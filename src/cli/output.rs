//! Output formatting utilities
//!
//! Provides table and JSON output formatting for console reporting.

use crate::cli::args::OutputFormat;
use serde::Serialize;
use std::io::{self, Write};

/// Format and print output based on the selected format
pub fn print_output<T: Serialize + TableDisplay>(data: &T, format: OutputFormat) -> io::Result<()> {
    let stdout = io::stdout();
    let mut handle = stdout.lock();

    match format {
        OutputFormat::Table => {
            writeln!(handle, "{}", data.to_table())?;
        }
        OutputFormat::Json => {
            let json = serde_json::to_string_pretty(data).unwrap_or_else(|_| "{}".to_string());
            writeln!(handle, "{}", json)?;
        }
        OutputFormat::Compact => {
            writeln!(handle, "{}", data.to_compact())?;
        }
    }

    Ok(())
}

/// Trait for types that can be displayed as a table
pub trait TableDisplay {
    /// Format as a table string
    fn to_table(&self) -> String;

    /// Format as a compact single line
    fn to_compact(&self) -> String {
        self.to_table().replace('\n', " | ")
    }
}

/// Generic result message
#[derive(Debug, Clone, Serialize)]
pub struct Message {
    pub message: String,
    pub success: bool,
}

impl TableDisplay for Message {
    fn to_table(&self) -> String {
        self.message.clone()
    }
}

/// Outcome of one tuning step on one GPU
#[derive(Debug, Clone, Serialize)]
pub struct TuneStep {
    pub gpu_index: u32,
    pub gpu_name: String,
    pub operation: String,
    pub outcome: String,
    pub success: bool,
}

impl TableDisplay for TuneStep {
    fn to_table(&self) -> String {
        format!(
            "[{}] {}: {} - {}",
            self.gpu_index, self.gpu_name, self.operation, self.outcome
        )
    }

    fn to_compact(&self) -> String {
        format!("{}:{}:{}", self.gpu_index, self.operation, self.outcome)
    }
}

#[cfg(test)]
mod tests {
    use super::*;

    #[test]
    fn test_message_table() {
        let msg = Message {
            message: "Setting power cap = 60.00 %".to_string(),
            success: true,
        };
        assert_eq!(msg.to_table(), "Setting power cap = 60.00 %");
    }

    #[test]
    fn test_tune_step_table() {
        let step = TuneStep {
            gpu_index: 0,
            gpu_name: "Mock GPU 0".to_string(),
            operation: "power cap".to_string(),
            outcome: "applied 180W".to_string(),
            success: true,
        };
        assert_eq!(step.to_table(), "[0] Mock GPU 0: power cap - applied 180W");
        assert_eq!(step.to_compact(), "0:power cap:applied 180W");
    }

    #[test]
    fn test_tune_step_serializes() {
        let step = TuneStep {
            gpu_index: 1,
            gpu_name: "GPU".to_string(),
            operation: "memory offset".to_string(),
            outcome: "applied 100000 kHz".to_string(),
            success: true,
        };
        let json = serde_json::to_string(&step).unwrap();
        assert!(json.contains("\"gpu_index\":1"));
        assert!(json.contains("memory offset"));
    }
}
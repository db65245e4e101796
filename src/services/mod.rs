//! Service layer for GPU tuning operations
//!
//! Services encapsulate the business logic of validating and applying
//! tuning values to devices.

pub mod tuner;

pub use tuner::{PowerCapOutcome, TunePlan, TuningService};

====

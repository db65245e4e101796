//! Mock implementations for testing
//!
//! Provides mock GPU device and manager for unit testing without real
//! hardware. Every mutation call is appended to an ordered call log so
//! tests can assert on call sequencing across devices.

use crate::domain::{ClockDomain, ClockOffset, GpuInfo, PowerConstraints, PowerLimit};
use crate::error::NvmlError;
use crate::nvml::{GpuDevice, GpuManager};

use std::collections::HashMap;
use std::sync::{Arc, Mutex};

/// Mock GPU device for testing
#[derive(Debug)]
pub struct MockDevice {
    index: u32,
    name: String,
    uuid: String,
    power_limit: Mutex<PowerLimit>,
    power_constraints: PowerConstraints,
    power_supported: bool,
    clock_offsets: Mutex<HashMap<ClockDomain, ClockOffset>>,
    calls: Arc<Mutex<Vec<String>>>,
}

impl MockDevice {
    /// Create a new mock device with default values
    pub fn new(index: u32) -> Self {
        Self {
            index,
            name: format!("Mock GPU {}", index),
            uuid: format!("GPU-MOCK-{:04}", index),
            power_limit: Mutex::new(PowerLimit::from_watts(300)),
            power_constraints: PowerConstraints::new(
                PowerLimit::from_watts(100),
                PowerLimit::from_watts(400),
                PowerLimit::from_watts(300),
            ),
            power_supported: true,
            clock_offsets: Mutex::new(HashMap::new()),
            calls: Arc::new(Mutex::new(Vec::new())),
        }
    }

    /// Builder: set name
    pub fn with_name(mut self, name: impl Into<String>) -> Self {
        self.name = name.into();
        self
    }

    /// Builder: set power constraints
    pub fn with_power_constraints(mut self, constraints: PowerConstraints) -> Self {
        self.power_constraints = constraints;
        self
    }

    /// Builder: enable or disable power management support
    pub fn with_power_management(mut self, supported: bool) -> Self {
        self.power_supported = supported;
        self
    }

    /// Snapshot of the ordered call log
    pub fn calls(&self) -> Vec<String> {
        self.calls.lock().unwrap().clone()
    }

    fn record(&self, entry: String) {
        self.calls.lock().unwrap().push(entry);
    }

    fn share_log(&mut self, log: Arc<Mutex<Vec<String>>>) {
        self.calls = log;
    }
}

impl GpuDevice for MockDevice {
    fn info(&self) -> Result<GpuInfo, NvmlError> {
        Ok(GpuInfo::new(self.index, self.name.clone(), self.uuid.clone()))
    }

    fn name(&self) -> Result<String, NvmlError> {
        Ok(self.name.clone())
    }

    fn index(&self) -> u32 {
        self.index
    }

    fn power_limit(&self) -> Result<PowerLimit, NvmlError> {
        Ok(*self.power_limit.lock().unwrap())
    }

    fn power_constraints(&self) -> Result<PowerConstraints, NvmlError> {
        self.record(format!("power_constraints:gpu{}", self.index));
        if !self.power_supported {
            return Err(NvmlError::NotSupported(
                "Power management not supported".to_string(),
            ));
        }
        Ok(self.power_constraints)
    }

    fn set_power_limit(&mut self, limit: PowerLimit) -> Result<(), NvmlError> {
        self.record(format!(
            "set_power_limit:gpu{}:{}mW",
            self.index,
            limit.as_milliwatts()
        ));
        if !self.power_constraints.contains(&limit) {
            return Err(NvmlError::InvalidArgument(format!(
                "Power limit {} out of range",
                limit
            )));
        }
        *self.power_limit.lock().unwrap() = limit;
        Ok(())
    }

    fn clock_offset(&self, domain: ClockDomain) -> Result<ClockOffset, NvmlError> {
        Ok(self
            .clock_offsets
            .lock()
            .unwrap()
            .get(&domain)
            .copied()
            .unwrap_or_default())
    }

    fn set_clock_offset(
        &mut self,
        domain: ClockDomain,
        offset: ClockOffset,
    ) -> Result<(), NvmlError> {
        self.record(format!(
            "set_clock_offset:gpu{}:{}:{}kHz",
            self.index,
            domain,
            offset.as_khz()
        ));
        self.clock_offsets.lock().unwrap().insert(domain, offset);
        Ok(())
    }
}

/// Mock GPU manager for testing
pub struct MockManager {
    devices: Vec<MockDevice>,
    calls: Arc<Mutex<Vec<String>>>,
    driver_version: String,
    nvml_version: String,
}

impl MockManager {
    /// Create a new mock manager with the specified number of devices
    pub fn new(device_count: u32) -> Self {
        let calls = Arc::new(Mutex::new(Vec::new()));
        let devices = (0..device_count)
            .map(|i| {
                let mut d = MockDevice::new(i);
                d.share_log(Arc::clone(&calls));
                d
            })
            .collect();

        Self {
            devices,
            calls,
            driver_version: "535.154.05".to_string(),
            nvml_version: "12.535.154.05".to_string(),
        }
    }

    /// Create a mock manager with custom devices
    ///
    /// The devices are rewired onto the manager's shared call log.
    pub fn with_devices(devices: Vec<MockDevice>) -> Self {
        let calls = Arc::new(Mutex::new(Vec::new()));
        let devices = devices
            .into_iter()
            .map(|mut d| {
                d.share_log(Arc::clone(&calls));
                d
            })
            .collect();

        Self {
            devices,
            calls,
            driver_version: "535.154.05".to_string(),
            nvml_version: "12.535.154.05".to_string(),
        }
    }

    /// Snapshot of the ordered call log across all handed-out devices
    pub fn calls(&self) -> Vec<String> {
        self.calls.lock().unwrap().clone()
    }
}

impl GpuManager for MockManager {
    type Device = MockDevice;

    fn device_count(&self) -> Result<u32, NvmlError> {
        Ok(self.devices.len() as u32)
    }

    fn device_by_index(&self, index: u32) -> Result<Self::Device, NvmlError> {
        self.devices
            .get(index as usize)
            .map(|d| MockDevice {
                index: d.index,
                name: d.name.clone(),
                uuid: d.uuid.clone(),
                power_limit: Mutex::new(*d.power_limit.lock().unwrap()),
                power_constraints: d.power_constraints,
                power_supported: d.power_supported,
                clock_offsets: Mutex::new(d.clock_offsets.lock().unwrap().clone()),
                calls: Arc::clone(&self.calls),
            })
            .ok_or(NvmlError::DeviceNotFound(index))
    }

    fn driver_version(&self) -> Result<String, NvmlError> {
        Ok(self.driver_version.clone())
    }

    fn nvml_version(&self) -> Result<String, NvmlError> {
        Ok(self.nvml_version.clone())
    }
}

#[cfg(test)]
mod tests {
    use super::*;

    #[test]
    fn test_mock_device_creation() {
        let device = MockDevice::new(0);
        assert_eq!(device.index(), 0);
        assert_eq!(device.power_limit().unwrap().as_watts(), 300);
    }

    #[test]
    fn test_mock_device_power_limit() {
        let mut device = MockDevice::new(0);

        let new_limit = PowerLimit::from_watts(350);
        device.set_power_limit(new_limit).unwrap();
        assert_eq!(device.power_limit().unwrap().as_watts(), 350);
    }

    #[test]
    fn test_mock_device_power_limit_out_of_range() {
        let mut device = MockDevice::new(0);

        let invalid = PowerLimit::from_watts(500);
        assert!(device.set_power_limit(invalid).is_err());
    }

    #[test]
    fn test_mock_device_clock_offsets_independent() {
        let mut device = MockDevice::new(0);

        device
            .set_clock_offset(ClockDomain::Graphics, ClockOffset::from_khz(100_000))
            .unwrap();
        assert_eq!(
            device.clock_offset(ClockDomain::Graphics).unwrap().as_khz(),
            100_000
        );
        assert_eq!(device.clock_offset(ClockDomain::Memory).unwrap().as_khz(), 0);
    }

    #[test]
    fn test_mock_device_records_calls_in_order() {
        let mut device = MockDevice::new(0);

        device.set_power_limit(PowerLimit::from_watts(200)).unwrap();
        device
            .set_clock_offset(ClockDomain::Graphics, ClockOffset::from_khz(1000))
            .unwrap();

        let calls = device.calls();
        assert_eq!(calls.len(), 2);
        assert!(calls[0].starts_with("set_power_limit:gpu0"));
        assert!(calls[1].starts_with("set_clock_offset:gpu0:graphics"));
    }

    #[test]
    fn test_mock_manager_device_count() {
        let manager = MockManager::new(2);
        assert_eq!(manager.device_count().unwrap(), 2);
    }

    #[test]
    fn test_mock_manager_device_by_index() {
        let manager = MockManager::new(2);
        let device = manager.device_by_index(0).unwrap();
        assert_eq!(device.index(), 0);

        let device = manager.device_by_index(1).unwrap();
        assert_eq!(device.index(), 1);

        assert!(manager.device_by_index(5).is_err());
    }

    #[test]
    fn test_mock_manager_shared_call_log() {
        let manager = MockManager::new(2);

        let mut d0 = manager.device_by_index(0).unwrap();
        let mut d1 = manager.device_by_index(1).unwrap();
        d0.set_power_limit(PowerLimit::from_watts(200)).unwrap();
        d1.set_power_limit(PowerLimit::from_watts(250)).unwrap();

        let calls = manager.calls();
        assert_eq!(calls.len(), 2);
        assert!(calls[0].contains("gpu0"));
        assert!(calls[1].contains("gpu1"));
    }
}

====

Count how many lines of the data include the word "entry". Your reply should be that number alone.

## SOLUTION
2